RECORDED DATA below:

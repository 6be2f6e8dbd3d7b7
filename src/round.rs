//! Single question round and its answer-acceptance state machine
//!
//! A round is opened with a question and a fixed, shuffled list of choices.
//! Answers are accepted once per identity until the round closes, either
//! because [`CAPACITY`] participants answered correctly or because someone
//! called [`Round::close`]. Closing runs the registered completion exactly
//! once and then raises the signal that [`Round::closed`] waits on.

use std::{
    collections::{HashMap, hash_map::Entry},
    fmt::Debug,
};

use itertools::Itertools;
use parking_lot::Mutex;
use serde::{Deserialize, Serialize};
use tokio::sync::watch;
use tracing::{debug, info};
use web_time::SystemTime;

use crate::{
    constants::round::CAPACITY,
    participant::{Identity, Participant},
    question::{Difficulty, RoundSpec},
};

/// Callback run when a round closes
///
/// Receives the correct answer's text and the correct participants ordered
/// by submission time.
pub type Completion = Box<dyn FnOnce(&str, &[Participant]) + Send>;

/// Lifecycle of a round
#[derive(Clone, Copy, Debug, Default, PartialEq, Eq, Serialize, Deserialize)]
pub enum RoundState {
    /// Accepting answers
    #[default]
    Open,
    /// No longer accepting answers; terminal
    Closed,
}

/// Mutable part of a round, guarded by one lock
#[derive(Default)]
struct Answers {
    state: RoundState,
    participants: HashMap<Identity, Participant>,
    /// Correct participants ordered by submission time, ties in arrival order
    ranked: Vec<Participant>,
    completion: Option<Completion>,
}

/// One question's lifecycle
pub struct Round {
    ordinal: usize,
    question: String,
    category: String,
    difficulty: Option<Difficulty>,
    correct_answer: String,
    choices: Vec<String>,
    correct_index: usize,
    is_final: bool,

    answers: Mutex<Answers>,
    closed: watch::Sender<bool>,
}

impl Debug for Round {
    fn fmt(&self, f: &mut std::fmt::Formatter<'_>) -> std::fmt::Result {
        f.debug_struct("Round")
            .field("ordinal", &self.ordinal)
            .field("question", &self.question)
            .field("state", &self.state())
            .finish_non_exhaustive()
    }
}

impl Round {
    /// Opens a round with choices shuffled by the thread-local generator
    ///
    /// # Arguments
    ///
    /// * `spec` - question, answer and choices
    /// * `ordinal` - 1-based position of the round in its quiz
    /// * `is_final` - whether no round follows this one
    pub fn open(spec: RoundSpec, ordinal: usize, is_final: bool) -> Self {
        Self::open_with_rng(spec, ordinal, is_final, &mut fastrand::Rng::new())
    }

    /// Opens a round, shuffling choices with the given generator
    ///
    /// Duplicate choices are dropped and the correct answer is added if the
    /// spec's choices do not contain it. The order produced here is the one
    /// every participant sees for the life of the round.
    pub fn open_with_rng(
        spec: RoundSpec,
        ordinal: usize,
        is_final: bool,
        rng: &mut fastrand::Rng,
    ) -> Self {
        let RoundSpec {
            question,
            correct_answer,
            choices,
            category,
            difficulty,
        } = spec;

        let mut choices = choices
            .into_iter()
            .chain(std::iter::once(correct_answer.clone()))
            .unique()
            .collect_vec();
        rng.shuffle(&mut choices);

        let correct_index = choices
            .iter()
            .position(|choice| *choice == correct_answer)
            .unwrap_or_default();

        Self {
            ordinal,
            question,
            category,
            difficulty,
            correct_answer,
            choices,
            correct_index,
            is_final,
            answers: Mutex::new(Answers::default()),
            closed: watch::Sender::new(false),
        }
    }

    /// Registers the callback run when the round closes
    ///
    /// Replaces any earlier registration. If the round has already closed the
    /// callback runs immediately with the recorded results.
    pub fn on_complete(&self, completion: impl FnOnce(&str, &[Participant]) + Send + 'static) {
        let mut answers = self.answers.lock();
        match answers.state {
            RoundState::Open => {
                answers.completion = Some(Box::new(completion));
            }
            RoundState::Closed => {
                let ranked = answers.ranked.clone();
                drop(answers);
                completion(&self.correct_answer, &ranked);
            }
        }
    }

    /// Records an answer from `identity`
    ///
    /// Returns `false` without touching any state if the identity already
    /// answered or the round is closed. An index outside the choices is
    /// recorded as an incorrect answer. When this answer brings the number of
    /// correct participants to [`CAPACITY`], the round closes and the
    /// completion runs on the calling thread before this returns.
    pub fn submit_answer(&self, identity: Identity, choice: usize, submitted_at: SystemTime) -> bool {
        let finished = {
            let mut guard = self.answers.lock();
            let answers = &mut *guard;

            if answers.state == RoundState::Closed {
                debug!(round = self.ordinal, %identity, "answer after close rejected");
                return false;
            }

            let Entry::Vacant(entry) = answers.participants.entry(identity) else {
                debug!(round = self.ordinal, "duplicate answer rejected");
                return false;
            };

            let correct = choice == self.correct_index;
            let participant = Participant::new(entry.key().clone(), choice, submitted_at, correct);
            debug!(
                round = self.ordinal,
                identity = %participant.identity(),
                choice,
                correct,
                "answer recorded"
            );

            if correct {
                let position = answers
                    .ranked
                    .partition_point(|p| p.submitted_at() <= submitted_at);
                answers.ranked.insert(position, participant.clone());
            }
            entry.insert(participant);

            (answers.ranked.len() >= CAPACITY).then(|| Self::finish(answers))
        };

        if let Some((completion, ranked)) = finished {
            self.complete(completion, &ranked);
        }

        true
    }

    /// Closes the round if it is still open
    ///
    /// Runs the completion with whatever correct answers were recorded, which
    /// may be none. Calling this on a closed round does nothing.
    pub fn close(&self) {
        let finished = {
            let mut answers = self.answers.lock();
            (answers.state == RoundState::Open).then(|| Self::finish(&mut answers))
        };

        if let Some((completion, ranked)) = finished {
            self.complete(completion, &ranked);
        }
    }

    /// Marks the round closed and takes what the completion needs
    ///
    /// Must be called with the lock held and the round open.
    fn finish(answers: &mut Answers) -> (Option<Completion>, Vec<Participant>) {
        answers.state = RoundState::Closed;
        (answers.completion.take(), answers.ranked.clone())
    }

    /// Runs the completion outside the lock, then raises the closed signal
    fn complete(&self, completion: Option<Completion>, ranked: &[Participant]) {
        info!(
            round = self.ordinal,
            correct = ranked.len(),
            answered = self.participant_count(),
            "round closed"
        );

        if let Some(completion) = completion {
            completion(&self.correct_answer, ranked);
        }

        self.closed.send_replace(true);
    }

    /// Waits until the round has closed and its completion has run
    ///
    /// Returns immediately for a round that is already closed.
    pub async fn closed(&self) {
        let mut receiver = self.closed.subscribe();
        // The sender lives as long as `self`, so waiting cannot fail.
        let _ = receiver.wait_for(|closed| *closed).await;
    }

    /// Current lifecycle state
    pub fn state(&self) -> RoundState {
        self.answers.lock().state
    }

    /// Whether the round still accepts answers
    pub fn is_open(&self) -> bool {
        self.state() == RoundState::Open
    }

    /// The answer recorded for `identity`, if any
    pub fn participant(&self, identity: &str) -> Option<Participant> {
        self.answers.lock().participants.get(identity).cloned()
    }

    /// Number of identities that have answered
    pub fn participant_count(&self) -> usize {
        self.answers.lock().participants.len()
    }

    /// Correct participants so far, ordered by submission time
    pub fn correct(&self) -> Vec<Participant> {
        self.answers.lock().ranked.clone()
    }

    /// 1-based position of this round in its quiz
    pub fn ordinal(&self) -> usize {
        self.ordinal
    }

    /// Whether this is the last round of its quiz
    pub fn is_final(&self) -> bool {
        self.is_final
    }

    /// The question text
    pub fn question(&self) -> &str {
        &self.question
    }

    /// Category label
    pub fn category(&self) -> &str {
        &self.category
    }

    /// Difficulty rating, if known
    pub fn difficulty(&self) -> Option<Difficulty> {
        self.difficulty
    }

    /// Choices in the order shown to participants
    pub fn choices(&self) -> &[String] {
        &self.choices
    }

    /// The correct answer's text
    pub fn correct_answer(&self) -> &str {
        &self.correct_answer
    }

    /// Index of the correct answer within [`Round::choices`]
    pub fn correct_index(&self) -> usize {
        self.correct_index
    }
}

End of RECORDED DATA.

Would you please return every line in the listing where "false" shows up?

RESPONSE FOR THIS EXERCISE
            closed: watch::Sender::new(false),
    /// Returns `false` without touching any state if the identity already
                return false;
                return false;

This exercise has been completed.